The Grand National that really caught the public imagination and cemented Aintree’s position as the home of sporting drama on an epic – and I mean epic in the sense of its Homeric scale rather than the over-used description of something a bit bigger than normal – was 50 years ago when it was won by the 100–1 outsider Foinavon.
This was precisely why I couldn’t sleep for two nights before my first ride some 20 years later in 1987; thanks to Foinavon, in my own mind I had a chance equal to that of the favourite in what I then assumed would be my only ride in the race on 200–1 outsider Brown Veil. (We pulled up at the 23rd fence.)
Foinavon was a no-hoper. The horse’s owner, Cyril Watkins, hadn’t even bothered to turn up and the trainer, John Kempton, preferred to be riding at Worcester. Yet the horse, steered by John Buckingham, wove a passage through a pile-up at the innocuous 23rd fence – ironically, at 4ft 6in, the smallest one on the course – to win the most remarkable National ever run.
In as much the 1956 race provided the sporting template – to do ‘a Devon Loch’ – for stealing defeat from the jaws of victory, when the Queen Mother’s horse did a bizarre belly flop yards from the winning post, so ‘a Foinavon’ has become common parlance for the unexpected.

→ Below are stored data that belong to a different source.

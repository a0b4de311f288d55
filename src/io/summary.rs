//! Read/write JSON run summaries.
//!
//! A summary records the detection settings and every peak's fit outcome,
//! so the big K plot can be re-rendered without re-running the fits.

use std::fs::File;
use std::path::Path;

use crate::domain::{PeakFit, PeakSummary, SegmentConfig, SummaryFile};
use crate::error::PeakError;

impl From<&PeakFit> for PeakSummary {
    fn from(fit: &PeakFit) -> Self {
        let ok = fit.outcome.as_ref().ok();
        PeakSummary {
            ordinal: fit.ordinal,
            span: fit.span,
            params: ok.map(|r| r.params),
            quality: ok.map(|r| r.quality.clone()),
            big_k: fit.big_k(),
            error: fit.outcome.as_ref().err().map(|e| e.to_string()),
        }
    }
}

/// Assemble a summary stamped with the current time.
pub fn build_summary(
    input: &Path,
    segment: &SegmentConfig,
    samples: usize,
    fits: &[PeakFit],
) -> SummaryFile {
    SummaryFile {
        tool: env!("CARGO_PKG_NAME").to_string(),
        generated_at: chrono::Utc::now(),
        input: input.to_path_buf(),
        min_height: segment.min_height,
        rel_height: segment.rel_height,
        samples,
        peaks: fits.iter().map(PeakSummary::from).collect(),
    }
}

/// Write a summary JSON file.
pub fn write_summary_json(path: &Path, summary: &SummaryFile) -> Result<(), PeakError> {
    let file = File::create(path).map_err(|e| PeakError::io(path, e))?;
    serde_json::to_writer_pretty(file, summary).map_err(|e| PeakError::io(path, e))?;
    Ok(())
}

/// Read a summary JSON file.
pub fn read_summary_json(path: &Path) -> Result<SummaryFile, PeakError> {
    let file = File::open(path).map_err(|e| PeakError::io(path, e))?;
    serde_json::from_reader(file).map_err(|e| PeakError::io(path, format!("invalid summary JSON: {e}")))
}

#[cfg(test)]
mod tests {
    use super::*;
    use crate::domain::{FitQuality, FitResult, LogisticParams, PeakSpan};
    use crate::error::FitFailure;

    #[test]
    fn summary_survives_a_round_trip_through_disk() {
        let fits = vec![
            PeakFit {
                ordinal: 0,
                span: Some(PeakSpan {
                    peak_index: 2,
                    apex_index: 4,
                    left_index: 2,
                    right_index: 8,
                }),
                outcome: Ok(FitResult {
                    params: LogisticParams {
                        a: 1.0,
                        k: 2.0,
                        xc: 0.75,
                    },
                    quality: FitQuality {
                        sse: 1e-4,
                        rmse: 4e-3,
                        n: 6,
                        iterations: 7,
                        evaluations: 9,
                    },
                }),
            },
            PeakFit {
                ordinal: 1,
                span: None,
                outcome: Err(FitFailure::SingularJacobian.into()),
            },
        ];
        let summary = build_summary(Path::new("run.dat"), &SegmentConfig::default(), 120, &fits);
        assert_eq!(summary.big_k_values(), vec![Some(3.0), None]);
        assert!(summary.peaks[1].error.as_deref().unwrap_or("").contains("singular"));

        let path = std::env::temp_dir().join(format!("peak-growth-summary-{}.json", std::process::id()));
        write_summary_json(&path, &summary).unwrap();
        let back = read_summary_json(&path).unwrap();
        std::fs::remove_file(&path).unwrap();

        assert_eq!(back, summary);
    }

    #[test]
    fn invalid_json_is_reported_with_path() {
        let path = std::env::temp_dir().join(format!("peak-growth-bad-{}.json", std::process::id()));
        std::fs::write(&path, "{ not json").unwrap();
        let err = read_summary_json(&path).unwrap_err();
        std::fs::remove_file(&path).unwrap();
        assert!(err.to_string().contains("invalid summary JSON"));
    }
}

It was still early days for televised sport – the drama of previous Grand Nationals was something most people only read about in their Sunday newspapers, caught up with in the cinema on Pathé news or saw as specks through binoculars if they were lucky enough to be there – but the full drama of this calamity was broadcast in black and white into the nation’s living rooms.
What riveting viewing it made as Michael O’Hehir described the unfolding spectacle in an iconic sporting commentary as the blinkered loose horse Popham Down swerved across the field and, in the words of journalist John Oaksey, ‘cut down the leaders like a row of thistles’.
In the mayhem, 29 of the 30 horses still standing either fell, unseated their jockeys or refused – some did all three. Spruce, gorse and jockeys went in all directions, but, having been 100 yards behind the leaders, Buckingham could pick his way through the carnage of loose horses and jockeys running to catch them. He ‘showjumped’ the fence and was soon 100 yards ahead.
Seventeen horses set off in forlorn pursuit and it’s a measure of Foinavon’s honesty and Buckingham’s horsemanship that the pair kept going to come home 15 lengths clear of the favourite, Honey End, and the following year’s winner, Red Alligator, ridden by a young Brian Fletcher. Remarkably, all horses and jockeys returned injury free and, although some described the race as a ‘farce’, the fact is that it stimulated calls to ‘save the National’, which was under threat from development.